The glaze melting range determines what type of kiln firing is required. Low-fire glazes can be fired in an electric kiln, while high-fire stoneware and porcelain glazes require a gas kiln capable of reaching cone 10 temperatures between 2200°F and 2300°F. The kiln atmosphere – whether oxidation or reduction – will also affect the finished glaze colors and surface effects. Mastering the firing process enables potters to produce stunning glaze results.
Conclusion
In summary, the three main ingredients in ceramic glaze are silica, alumina, and flux. Silica provides the glass structure, alumina controls glaze viscosity and surface tension, and flux promotes melting at lower temperatures.

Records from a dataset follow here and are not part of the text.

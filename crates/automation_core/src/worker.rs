//! Worker collaborator interface
//!
//! The worker is the external, slow, non-deterministic executor that a
//! host connects to the engine. Only the interface lives here; test
//! suites provide scripted implementations.

use std::pin::Pin;

use async_trait::async_trait;
use futures::Stream;
use thiserror::Error;

#[derive(Error, Debug)]
pub enum WorkerError {
    #[error("worker unavailable: {0}")]
    Unavailable(String),

    #[error("workspace not authorized for automation: {0}")]
    PermissionDenied(String),

    #[error("stream error: {0}")]
    Stream(String),

    #[error("worker API error: {0}")]
    Api(String),
}

impl WorkerError {
    /// Permission and trust errors are never retried.
    pub fn is_fatal(&self) -> bool {
        matches!(self, Self::PermissionDenied(_))
    }
}

pub type Result<T> = std::result::Result<T, WorkerError>;

/// One fragment of a streamed worker response.
#[derive(Debug, Clone, PartialEq, Eq)]
pub struct WorkerChunk {
    /// Text appended to the response so far.
    pub delta: String,
}

impl WorkerChunk {
    pub fn new(delta: impl Into<String>) -> Self {
        Self {
            delta: delta.into(),
        }
    }
}

pub type WorkerStream = Pin<Box<dyn Stream<Item = Result<WorkerChunk>> + Send>>;

/// The chat-style collaborator that performs the actual task work.
#[async_trait]
pub trait WorkerClient: Send + Sync {
    /// Submit a prompt and obtain the streamed response.
    ///
    /// The stream may emit partial text; consumers accumulate it and
    /// feed it to the completion detector incrementally.
    async fn submit(&self, prompt: &str) -> Result<WorkerStream>;

    /// Whether the collaborator is currently reachable.
    async fn is_available(&self) -> bool;
}
//! Repository error types

use std::path::PathBuf;

use automation_core::TaskId;
use thiserror::Error;

#[derive(Error, Debug)]
pub enum RepositoryError {
    #[error("IO error: {0}")]
    Io(#[from] std::io::Error),

    #[error("{}:{}: duplicate task identifier {}", .document.display(), .line, .id)]
    DuplicateTaskId {
        document: PathBuf,
        id: TaskId,
        line: usize,
    },

    #[error("{}:{}: task {} has no parent task in this document", .document.display(), .line, .id)]
    UnknownParent {
        document: PathBuf,
        id: TaskId,
        line: usize,
    },

    #[error("{}:{}: subtask marker outside any top-level task", .document.display(), .line)]
    SubtaskOutsideTask { document: PathBuf, line: usize },

    #[error("{}:{}: dependency reference {:?} is not a task identifier", .document.display(), .line, .reference)]
    InvalidDependency {
        document: PathBuf,
        line: usize,
        reference: String,
    },

    #[error("{}: task {} depends on unknown task {}", .document.display(), .id, .depends_on)]
    UnknownDependency {
        document: PathBuf,
        id: TaskId,
        depends_on: TaskId,
    },

    #[error("{}: dependency cycle through {}", .document.display(), cycle_display(.cycle))]
    DependencyCycle {
        document: PathBuf,
        cycle: Vec<TaskId>,
    },

    #[error("{}:{}: status line for task {} changed underneath the repository", .document.display(), .line, .id)]
    StatusConflict {
        document: PathBuf,
        id: TaskId,
        line: usize,
    },

    #[error("task {0} not found in any discovered document")]
    TaskNotFound(TaskId),

    #[error("document not tracked by this repository: {}", .0.display())]
    DocumentNotTracked(PathBuf),
}

impl RepositoryError {
    /// Structural errors describe a malformed or inconsistent document;
    /// they are recoverable per document.
    pub fn is_structural(&self) -> bool {
        matches!(
            self,
            Self::DuplicateTaskId { .. }
                | Self::UnknownParent { .. }
                | Self::SubtaskOutsideTask { .. }
                | Self::InvalidDependency { .. }
                | Self::UnknownDependency { .. }
                | Self::DependencyCycle { .. }
        )
    }

    /// Conflicts mean the document changed under a pending write; they
    /// are fatal to the current task only.
    pub fn is_conflict(&self) -> bool {
        matches!(self, Self::StatusConflict { .. })
    }
}

fn cycle_display(cycle: &[TaskId]) -> String {
    cycle
        .iter()
        .map(ToString::to_string)
        .collect::<Vec<_>>()
        .join(" -> ")
}

pub type Result<T> = std::result::Result<T, RepositoryError>;
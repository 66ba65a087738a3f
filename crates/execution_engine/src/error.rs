//! Engine error taxonomy and classification
//!
//! Per-task errors never crash the engine; classification decides
//! whether a failure is retried with backoff, ends the current task, or
//! ends the whole session.

use automation_core::{ConfigError, TaskId, WorkerError};
use completion_detector::DetectorError;
use session_manager::SessionError;
use task_repository::RepositoryError;
use thiserror::Error;

#[derive(Error, Debug)]
pub enum EngineError {
    #[error("repository error: {0}")]
    Repository(#[from] RepositoryError),

    #[error("worker error: {0}")]
    Worker(#[from] WorkerError),

    #[error("session error: {0}")]
    Session(#[from] SessionError),

    #[error("configuration error: {0}")]
    Config(#[from] ConfigError),

    #[error("detector error: {0}")]
    Detector(#[from] DetectorError),

    #[error("task {task_id} produced no completion signal within {timeout_ms}ms")]
    TaskTimeout { task_id: TaskId, timeout_ms: u64 },

    #[error("stop requested")]
    Cancelled,
}

/// How a failure propagates.
#[derive(Debug, Clone, Copy, PartialEq, Eq)]
pub enum ErrorClass {
    /// Retry the task with backoff.
    Transient,

    /// Fail the current task; the engine continues.
    TaskFatal,

    /// End the session; no retry.
    SessionFatal,
}

impl EngineError {
    pub fn class(&self) -> ErrorClass {
        match self {
            // Worker trust errors are fatal immediately, everything
            // else from the worker is retried.
            Self::Worker(error) if error.is_fatal() => ErrorClass::SessionFatal,
            Self::Worker(_) => ErrorClass::Transient,

            // No completion signal in budget is a retryable failure.
            Self::TaskTimeout { .. } => ErrorClass::Transient,

            // Structural and conflict errors end the current task only;
            // recurrence across tasks is tracked by the engine itself.
            Self::Repository(error) if error.is_structural() || error.is_conflict() => {
                ErrorClass::TaskFatal
            }
            Self::Repository(_) => ErrorClass::Transient,

            // Losing durability or running on an invalid configuration
            // is never retried.
            Self::Session(_) => ErrorClass::SessionFatal,
            Self::Config(_) => ErrorClass::SessionFatal,
            Self::Detector(_) => ErrorClass::SessionFatal,

            Self::Cancelled => ErrorClass::SessionFatal,
        }
    }

    /// Short kind label for notification events.
    pub fn kind(&self) -> &'static str {
        match self {
            Self::Repository(error) if error.is_conflict() => "conflict",
            Self::Repository(error) if error.is_structural() => "structural",
            Self::Repository(_) => "repository",
            Self::Worker(error) if error.is_fatal() => "permission",
            Self::Worker(_) => "worker_unavailable",
            Self::Session(_) => "session",
            Self::Config(_) => "configuration",
            Self::Detector(_) => "detector",
            Self::TaskTimeout { .. } => "timeout",
            Self::Cancelled => "cancelled",
        }
    }
}

pub type Result<T> = std::result::Result<T, EngineError>;
//! Typed extension points
//!
//! The engine calls exactly three contracts around a task: a prompt
//! builder, the completion probe (see `completion_detector`), and any
//! registered execution hooks. Implementations are registered
//! explicitly on the builder; nothing is loaded from disk.

use async_trait::async_trait;

use automation_core::{CompletionDetectionResult, Task};

/// Builds the prompt submitted to the worker for a task.
pub trait PromptBuilder: Send + Sync {
    fn build(&self, task: &Task) -> String;
}

/// Called before and after each task execution.
#[async_trait]
pub trait ExecutionHook: Send + Sync {
    async fn before_task(&self, _task: &Task) {}

    async fn after_task(&self, _task: &Task, _result: &CompletionDetectionResult) {}
}

/// Default prompt builder: task identifier, title, description and
/// requirement references, phrased for a chat-style worker.
#[derive(Debug, Default)]
pub struct TaskPromptBuilder;

impl PromptBuilder for TaskPromptBuilder {
    fn build(&self, task: &Task) -> String {
        let mut prompt = format!("Execute task {}: {}\n", task.id, task.title);

        if !task.description.is_empty() {
            prompt.push('\n');
            for line in &task.description {
                prompt.push_str("- ");
                prompt.push_str(line);
                prompt.push('\n');
            }
        }

        if !task.requirements.is_empty() {
            prompt.push_str(&format!(
                "\nAddresses requirements: {}\n",
                task.requirements.join(", ")
            ));
        }

        prompt.push_str("\nWork on exactly this task, then report what was done.");
        prompt
    }
}

#[cfg(test)]
mod tests {
    use super::*;
    use automation_core::{SourceLocation, TaskId};
    use std::path::PathBuf;

    #[test]
    fn test_prompt_carries_id_description_and_requirements() {
        let mut task = Task::new(
            "2.1".parse::<TaskId>().unwrap(),
            "Implement the parser",
            SourceLocation {
                document: PathBuf::from("tasks.md"),
                line: 4,
            },
        );
        task.description.push("Use the fixed line grammar".to_string());
        task.requirements.push("1.2".to_string());

        let prompt = TaskPromptBuilder.build(&task);
        assert!(prompt.contains("task 2.1"));
        assert!(prompt.contains("Implement the parser"));
        assert!(prompt.contains("Use the fixed line grammar"));
        assert!(prompt.contains("requirements: 1.2"));
    }
}
//! Session storage trait and implementations

use crate::error::{Result, SessionError};
use async_trait::async_trait;
use automation_core::AutomationSession;
use std::path::{Path, PathBuf};
use tokio::fs;
use uuid::Uuid;

/// Session storage trait
#[async_trait]
pub trait SessionStorage: Send + Sync {
    /// Load a session by id
    async fn load_session(&self, session_id: Uuid) -> Result<AutomationSession>;

    /// Save a session
    async fn save_session(&self, session: &AutomationSession) -> Result<()>;

    /// Check if a session exists
    async fn session_exists(&self, session_id: Uuid) -> bool;

    /// Delete a session
    async fn delete_session(&self, session_id: Uuid) -> Result<()>;

    /// List every stored session
    async fn list_sessions(&self) -> Result<Vec<AutomationSession>>;

    /// The most recent unfinished session for a workspace, if any
    async fn find_unfinished(&self, workspace: &str) -> Result<Option<AutomationSession>> {
        let mut candidates: Vec<AutomationSession> = self
            .list_sessions()
            .await?
            .into_iter()
            .filter(|session| !session.finished && session.workspace == workspace)
            .collect();
        candidates.sort_by_key(|session| session.started_at);
        Ok(candidates.pop())
    }
}

/// File-based session storage, one JSON document per session
#[derive(Clone)]
pub struct FileSessionStorage {
    base_path: PathBuf,
}

impl FileSessionStorage {
    pub fn new<P: AsRef<Path>>(base_path: P) -> Self {
        Self {
            base_path: base_path.as_ref().to_path_buf(),
        }
    }

    fn session_path(&self, session_id: Uuid) -> PathBuf {
        self.base_path.join(format!("{}.json", session_id))
    }
}

#[async_trait]
impl SessionStorage for FileSessionStorage {
    async fn load_session(&self, session_id: Uuid) -> Result<AutomationSession> {
        let path = self.session_path(session_id);

        if !path.exists() {
            return Err(SessionError::NotFound);
        }

        let contents = fs::read_to_string(&path).await?;
        let session: AutomationSession = serde_json::from_str(&contents)?;

        Ok(session)
    }

    async fn save_session(&self, session: &AutomationSession) -> Result<()> {
        fs::create_dir_all(&self.base_path).await?;

        let path = self.session_path(session.id);
        let contents = serde_json::to_string_pretty(session)?;

        fs::write(&path, contents).await?;

        Ok(())
    }

    async fn session_exists(&self, session_id: Uuid) -> bool {
        self.session_path(session_id).exists()
    }

    async fn delete_session(&self, session_id: Uuid) -> Result<()> {
        let path = self.session_path(session_id);

        if path.exists() {
            fs::remove_file(&path).await?;
        }

        Ok(())
    }

    async fn list_sessions(&self) -> Result<Vec<AutomationSession>> {
        let mut sessions = Vec::new();

        if !self.base_path.exists() {
            return Ok(sessions);
        }

        let mut entries = fs::read_dir(&self.base_path).await?;
        while let Some(entry) = entries.next_entry().await? {
            let path = entry.path();
            if path.extension().and_then(|ext| ext.to_str()) != Some("json") {
                continue;
            }
            let contents = fs::read_to_string(&path).await?;
            match serde_json::from_str::<AutomationSession>(&contents) {
                Ok(session) => sessions.push(session),
                Err(error) => {
                    tracing::warn!("skipping unreadable session {}: {}", path.display(), error);
                }
            }
        }

        Ok(sessions)
    }
}
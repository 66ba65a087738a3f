//! File-change activity tracking
//!
//! Keeps a rolling history of observed file changes inside a bounded
//! lookback window. The signal fires once enough non-ignored changes
//! have accumulated AND the workspace has been quiet for the configured
//! period.

use std::collections::VecDeque;

use chrono::{DateTime, Duration as ChronoDuration, Utc};
use globset::{Glob, GlobSet, GlobSetBuilder};
use tracing::trace;

use automation_core::{DetectorConfig, FileChangeEvent};

use crate::error::{DetectorError, Result};

/// Confidence contributed by a satisfied file-activity signal.
pub const FILE_ACTIVITY_WEIGHT: f64 = 0.75;

/// What the file-activity signal concluded for one evaluation.
#[derive(Debug, Clone)]
pub struct ActivityAssessment {
    /// Whether the change-count and quiet-period conditions both hold.
    pub satisfied: bool,

    /// Non-ignored changes currently inside the lookback window.
    pub change_count: usize,

    /// Milliseconds since the most recent non-ignored change, if any.
    pub idle_ms: Option<i64>,
}

/// Rolling window of file-change events.
pub struct FileActivityTracker {
    min_file_changes: usize,
    quiet_period: ChronoDuration,
    lookback_window: ChronoDuration,
    ignored: GlobSet,
    changes: VecDeque<FileChangeEvent>,
}

impl FileActivityTracker {
    pub fn new(config: &DetectorConfig) -> Result<Self> {
        let mut builder = GlobSetBuilder::new();
        for pattern in &config.ignored_paths {
            let glob = Glob::new(pattern).map_err(|source| DetectorError::IgnorePattern {
                pattern: pattern.clone(),
                source,
            })?;
            builder.add(glob);
        }
        let ignored = builder
            .build()
            .map_err(|source| DetectorError::IgnorePattern {
                pattern: config.ignored_paths.join(", "),
                source,
            })?;

        Ok(Self {
            min_file_changes: config.min_file_changes,
            quiet_period: ChronoDuration::milliseconds(config.quiet_period_ms as i64),
            lookback_window: ChronoDuration::milliseconds(config.lookback_window_ms as i64),
            ignored,
            changes: VecDeque::new(),
        })
    }

    /// Record one observed change. Ignored paths do not count.
    pub fn record(&mut self, event: FileChangeEvent) {
        if self.ignored.is_match(&event.path) {
            trace!("ignoring change to {}", event.path.display());
            return;
        }
        self.changes.push_back(event);
    }

    /// Assess the signal at `now`, rolling off stale entries first.
    pub fn assess(&mut self, now: DateTime<Utc>) -> ActivityAssessment {
        let horizon = now - self.lookback_window;
        while self
            .changes
            .front()
            .map(|event| event.changed_at < horizon)
            .unwrap_or(false)
        {
            self.changes.pop_front();
        }

        let change_count = self.changes.len();
        let idle_ms = self
            .changes
            .iter()
            .map(|event| event.changed_at)
            .max()
            .map(|latest| (now - latest).num_milliseconds());

        let satisfied = change_count >= self.min_file_changes
            && idle_ms
                .map(|idle| idle >= self.quiet_period.num_milliseconds())
                .unwrap_or(false);

        ActivityAssessment {
            satisfied,
            change_count,
            idle_ms,
        }
    }

    /// Drop all recorded history, e.g. between tasks.
    pub fn clear(&mut self) {
        self.changes.clear();
    }
}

The ratio of these ingredients determines the physical and chemical properties of the glaze such as its appearance, melting temperature, and durability.
Glaze plays a critical role in ceramic ware by providing an impermeable and decorative coating. Properly formulated glazes enhance the beauty of pottery and strengthen it against damage from use, handling, and exposure to foods or liquids. Glazing transforms plain clay into a functional, aesthetically-pleasing vessel. With its ability to be customized in infinite ways, glaze makes each handcrafted ceramic piece truly unique.